Meanwhile that food surplus and the resulting wealth of the Empire is built on its imperialism and its caste-based slavery system, and both of those are inherently unsustainable engines. What social mobility there is, is tied to the Empire’s constant cycle of expand, consolidate, assimilate, repeat–Egeanin raises that very point early on, that the Corenne would mean ‘new names given and the chance to rise high’. But that cycle also creates an endless slew of problems and burning resentments, as conquered populations resist assimilation, the resistance explodes into violence that the Seanchan must constantly deal with–the ‘near constant rebellions since the Conquest finished’ that Mat mentions when musing on how the Seanchan army has stayed sharp.
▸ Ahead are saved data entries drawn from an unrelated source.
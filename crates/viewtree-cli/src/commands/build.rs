use anyhow::{Context, Result};
use colored::Colorize;
use std::fs;
use std::path::Path;

use super::{compile, route_count};
use crate::config::Config;
use crate::emit::render;

pub fn execute(project: &Path, config: &Config) -> Result<()> {
    let forest = compile(project, &config.routes)?;
    let rendered = render(&forest, config.output.format, config.output.space)?;

    let Some(write_path) = config.output.write_path.as_deref() else {
        print!("{}", rendered);
        return Ok(());
    };

    let target = project.join(write_path);
    if let Some(parent) = target.parent() {
        fs::create_dir_all(parent)
            .with_context(|| format!("Failed to create output directory: {:?}", parent))?;
    }
    fs::write(&target, rendered)
        .with_context(|| format!("Failed to write routes to {:?}", target))?;

    println!("{}", "Route table generated!".green().bold());
    println!();
    println!("  {} {} top-level routes", "✓".green(), forest.len());
    println!("  {} {} routes in total", "✓".green(), route_count(&forest));
    println!("  {} {}", "→".cyan(), target.display());

    Ok(())
}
The Seanchan also practice a form of punitive and caste-based slavery for non-channelers, and chattel slavery for channelers. As with the real-life Ottoman Empire, some da’covale enjoy incredible power and privilege in their society, but they (the Deathwatch Guard, the so’jhin, the Seekers) are the exception, not the rule. The majority of the slaves we encounter are nameless servants, laborers, or damane. While non-channelers have some enshrined legal protections in how they can be treated by their masters and society as a whole, we are told that emancipation is incredibly rare, and the slave status is inherited from parent to child as well as used as a legal punishment–which of course would have the natural effect of discouraging most da’covale from reproducing by choice until after (or if) they are emancipated–so the primary source for most of the laborers and servants in Seanchan society is going to be either people who are being punished or who choose to sell themselves into slavery rather then beg or face other desperate circumstances. 
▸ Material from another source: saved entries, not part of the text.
use anyhow::Result;
use colored::Colorize;
use std::path::Path;
use viewtree_router::RouteNode;

use super::{compile, route_count};
use crate::config::Config;

pub fn execute(project: &Path, config: &Config) -> Result<()> {
    let forest = compile(project, &config.routes)?;

    if forest.is_empty() {
        println!("{}", "⚠ No views found".yellow());
        return Ok(());
    }

    let mut lines = Vec::new();
    outline(&forest, 0, &mut lines);
    for line in lines {
        println!("{}", line);
    }

    println!();
    println!("{} routes", route_count(&forest));
    Ok(())
}

/// Indented `path  name  [flags]` lines, depth-first
fn outline(nodes: &[RouteNode], depth: usize, lines: &mut Vec<String>) {
    for node in nodes {
        let mut line = format!("{}{}  {}", "  ".repeat(depth), node.path.cyan(), node.name.dimmed());
        if node.before_enter.is_some() {
            line.push_str(&format!("  {}", "[guard]".yellow()));
        }
        if node.redirect.is_some() {
            line.push_str(&format!("  {}", "[redirect]".yellow()));
        }
        lines.push(line);
        outline(&node.children, depth + 1, lines);
    }
}
//! Parent Locator

use super::nest::{ForestBuilder, NodeId};
use crate::path::PathPrefixes;

/// Finds the node that should receive a child with stripped ancestor `ancestor`
///
/// The first chunk is looked up among the roots; every longer prefix must
/// match the stripped path of a child of the previous match (first match
/// wins). A root promoted from a parameter directory already stands for its
/// own placeholder level, so a prefix equal to its stripped path stays on
/// it. The walk starts from the roots on every call: children are only ever
/// appended, and shallower levels are complete before a deeper level is
/// attached.
///
/// Returns `None` as soon as one level cannot be resolved, or when the node
/// reached does not carry exactly `ancestor`.
///
/// # Examples
///
/// ```
/// use viewtree_router::{locate_parent, ComponentRef, ForestBuilder, Meta, RouteNode};
///
/// let node = |path: &str| RouteNode {
///     path: path.to_string(),
///     name: String::new(),
///     meta: Meta::new(),
///     component: ComponentRef(String::new()),
///     before_enter: None,
///     redirect: None,
///     children: Vec::new(),
/// };
///
/// let mut builder = ForestBuilder::new();
/// let news = builder.insert_root("news".into(), node("/news"), "news".into()).unwrap();
/// let detail = builder.attach(news, node("detail"), "news/detail".into());
/// let item = builder.attach(detail, node("detail/:id?"), "news/detail/".into());
///
/// assert_eq!(locate_parent(&builder, "news"), Some(news));
/// assert_eq!(locate_parent(&builder, "news/detail"), Some(detail));
/// assert_eq!(locate_parent(&builder, "news/detail/"), Some(item));
/// assert_eq!(locate_parent(&builder, "news/other"), None);
/// ```
pub fn locate_parent(builder: &ForestBuilder, ancestor: &str) -> Option<NodeId> {
    let mut prefixes = PathPrefixes::new(ancestor);
    let mut target = builder.root(prefixes.next()?)?;

    for composed in prefixes {
        if builder.raw_path(target) == Some(composed) {
            continue;
        }

        target = builder
            .children(target)
            .iter()
            .copied()
            .find(|&child| builder.raw_path(child) == Some(composed))?;
    }

    (builder.raw_path(target) == Some(ancestor)).then_some(target)
}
This keeps the enslaved population in proportion with the rest of society only because of the Empire’s imperialism- that same cycle of expand, consolidate, assimilate, repeat, has the side effect of breeding instability, which breeds desperation and thus provides a wide pool to draw on of both those willing to go into slavery to avoid starvation, and those who are being punished with slavery for wronging the state in some manner. It’s likely the only reason the Empire’s production can keep pace with its constant war efforts: conquered nations (and subdued rebellions) eventually yield up not just the necessary resources, but also the necessary laborers to cultivate them in the name of the state, and if that engine stalls for any sustained length of time (like say a three hundred year peace enforced by a treaty), it would mean a labor collapse the likes of which the Empire has never seen before.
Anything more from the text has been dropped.